In early 1916 Australian Government telegraphed the British Government supporting Birdwood's proposal to establish an Australian and New Zealand Army. The Australian Government argued that the establishment of this force would reflect Australian aspirations and encourage enlistment in the AIF. It is not clear whether the New Zealand Government supported the proposal at this time. On 2 April 1916 the British War Office responded, declining to establish such a formation but claiming that it would do so "as soon as circumstances permit". The next month the Australian Government offered to establish a sixth division. This offer was made to provide enough divisions to justify the formation of an army. It was also rejected by the British as it was unclear whether Australia would be able to provide sufficient reinforcements to replace the AIF's casualties if the division was formed. During this period Birdwood also encouraged the formation of a Dominion Army which would have included the Canadian forces in France as well as the AIF and NZEF. He hoped to command this army.

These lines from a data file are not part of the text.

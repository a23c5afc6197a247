//! Per-frame game loop
//!
//! One call per host frame. Order within a frame is fixed:
//! 1. clock (the first frame only records the timestamp)
//! 2. scheduled actions, entity motion, explosions, stars
//! 3. touch steering and torpedo launch
//! 4. spawn draw
//! 5. shield opacity
//! 6. collision resolution

use glam::Vec2;

use super::actions::{ActionKey, Command};
use super::collision::resolve_collisions;
use super::spawn::maybe_spawn;
use super::state::{GameEvent, GameState};
use super::world::{Entity, EntityId, EntityKind, Motion};
use crate::audio::SoundEffect;
use crate::consts::*;

/// Identity of a contact, assigned by the input layer
#[derive(Debug, Clone, Copy, PartialEq, Eq, Hash)]
pub struct TouchId(pub u64);

#[derive(Debug, Clone, Copy, PartialEq)]
pub struct Touch {
    pub id: TouchId,
    pub pos: Vec2,
}

/// Contacts for a single frame.
///
/// `active` lists every contact still down; a steering touch missing from it
/// has been released and is forgotten.
#[derive(Debug, Clone, Default)]
pub struct FrameInput {
    /// Contacts that went down this frame
    pub began: Vec<Touch>,
    pub active: Vec<Touch>,
}

impl FrameInput {
    /// A new contact at `pos`
    pub fn press(id: u64, pos: Vec2) -> Self {
        let touch = Touch { id: TouchId(id), pos };
        Self {
            began: vec![touch],
            active: vec![touch],
        }
    }

    /// An existing contact, now at `pos`
    pub fn hold(id: u64, pos: Vec2) -> Self {
        Self {
            began: Vec::new(),
            active: vec![Touch { id: TouchId(id), pos }],
        }
    }

    pub fn position_of(&self, id: TouchId) -> Option<Vec2> {
        self.active.iter().find(|t| t.id == id).map(|t| t.pos)
    }
}

/// Advance the game by one frame ending at host time `now` (seconds)
pub fn tick(state: &mut GameState, input: &FrameInput, now: f64) {
    let dt = match state.last_update_time {
        Some(last) => (now - last).max(0.0),
        None => 0.0,
    };
    state.frame += 1;
    state.time += dt;

    advance_timelines(state, dt);

    if state.is_running() {
        if let Some(target) = track_touch(state, input) {
            if let Some(ship) = state.ship.as_mut() {
                ship.move_toward(target, dt as f32);
            }
            if ready_to_fire(state, now) {
                shoot(state);
                state.last_shot_time = Some(now);
            }
        }

        maybe_spawn(state);

        if let Some(ship) = state.ship.as_mut() {
            ship.update_shield();
        }

        resolve_collisions(state);
    }

    state.last_update_time = Some(now);
}

/// Scheduled actions, entity motion and cosmetic layers
fn advance_timelines(state: &mut GameState, dt: f64) {
    state.world.advance(dt, &state.curve);

    for command in state.actions.advance(dt, &mut state.hud) {
        dispatch(state, command);
    }

    state.explosions.retain_mut(|e| e.advance(dt));
    if let Some(stars) = state.starfield.as_mut() {
        stars.advance(dt);
    }
}

fn dispatch(state: &mut GameState, command: Command) {
    match command {
        Command::RestoreFireRate => {
            if let Some(ship) = state.ship.as_mut() {
                ship.fire_rate = DEFAULT_FIRE_RATE;
                log::debug!("Power-up expired");
            }
        }
        Command::RefreshElapsed => state.hud.refresh_elapsed(state.time),
        Command::RefreshPowerUpTimer => state.hud.refresh_power_up_timer(state.time),
        Command::StopPowerUpTimer => {
            state.actions.cancel(ActionKey::PowerUpTimer);
        }
        Command::Despawn(id) => {
            state.despawn(id);
        }
    }
}

/// Adopt a newly pressed contact and look up where the steering contact is
fn track_touch(state: &mut GameState, input: &FrameInput) -> Option<Vec2> {
    if let Some(first) = input.began.first() {
        state.ship_touch = Some(first.id);
    }
    let id = state.ship_touch?;
    let pos = input.position_of(id);
    if pos.is_none() {
        state.ship_touch = None;
    }
    pos
}

fn ready_to_fire(state: &GameState, now: f64) -> bool {
    let Some(ship) = state.ship.as_ref() else {
        return false;
    };
    match state.last_shot_time {
        Some(last) => now - last > ship.fire_rate,
        None => true,
    }
}

/// Launch a torpedo straight up from the ship
pub fn shoot(state: &mut GameState) -> Option<EntityId> {
    let start = state.ship.as_ref()?.pos;
    let size = Vec2::new(TORPEDO_WIDTH, TORPEDO_HEIGHT);
    let end = start + Vec2::new(0.0, state.height + size.y);

    let id = state.world.next_id();
    let torpedo = Entity::new(id, EntityKind::Torpedo, start, size)
        .with_motion(Motion::Linear { start, end }, TORPEDO_FLIGHT_TIME);
    state.spawn(torpedo);
    state.emit(GameEvent::Sound(SoundEffect::LaserShot));
    state.emit(GameEvent::TorpedoFired { id });
    Some(id)
}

Australian Prime Minister Billy Hughes advocated for the establishment of an Australian and New Zealand Army during his visit to General Douglas Haig's General Headquarters in France during late May 1916. Hughes argued that the Australian and New Zealand units in France "should be regarded as an army and that General Birdwood should command it". Haig rejected this proposal, stating that the size of the Australian and New Zealand forces was insufficient to justify forming them into an army. He also made a vague offer to potentially group the Australian divisions under Birdswood's tactical control "for some special operations" in the future. Hughes accepted Haig's position, and decided to not pursue the matter further.

The Australian and New Zealand combat forces in France served as part of two separate corps (I ANZAC Corps and II ANZAC Corps) until late November 1917, when the Australian units were concentrated into the Australian Corps. The New Zealand Division remained part of a British corps.

Writing in 2022, the Australian military historian David Horner judged that "there was an element of aggrandisement and delusion in Australia wanting to form an army of six divisions" in 1916. He observed though that Hughes' advocacy for both the army and Birdwood's command of the AIF was the first attempt by the Australian government to exercise control over how the AIF was employed and led in Europe.